From a report published by News Medical in 2018
The Food and Drug Administration published an antibacterial drug use analysis in 2012. The report provides important statistics as far as it pertains specifically to penicillin class drugs.
“Penicillin drug class accounted for around 44% of total kilograms sold for each year (1.44 million kilograms sold during year 2010 and 1.46 million kilograms sold during year 2011)…Active ingredient amoxicillin had the highest proportion of total kilograms sold of all selected systemic antibacterial drug products, accounting for approximately 34% (1.10 million kilograms sold during year 2010) and 35% (1.14 million kilograms sold during year 2011)”
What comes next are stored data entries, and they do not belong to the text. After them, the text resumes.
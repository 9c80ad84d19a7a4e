//! Error types for key index operations.

use std::io;
use std::path::PathBuf;
use strata_mmap::StorageError;
use thiserror::Error;

#[derive(Error, Debug)]
pub enum IndexError {
    #[error("I/O error: {0}")]
    Io(#[from] io::Error),

    #[error("storage error: {0}")]
    Storage(#[from] StorageError),

    #[error("cannot open uninitialized index {0} read-only")]
    Uninitialized(PathBuf),

    #[error("corrupt index: {0}")]
    Corrupt(String),

    #[error("key {0} has no indexed values")]
    KeyNotFound(u32),

    #[error("value index {index} out of bounds for {count} values")]
    OutOfBounds { index: u64, count: u64 },
}

pub type Result<T> = std::result::Result<T, IndexError>;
In the U.S., drug prices, on average, are 2.56 times higher than those in 32 developed nations. Americans spend about $1,200 on prescription medication annually.
The Penicillin Price Tag
For a drug discovered in 1928, one would expect it to be now widely accessible for a (more) affordable price. Generics have flooded the market, dropping the cost of some beta lactam drugs significantly. That is not the case across the board, though. Particularly for penicillin medications that doctors administer and/or made by a single manufacturer (Pfizer, in many cases).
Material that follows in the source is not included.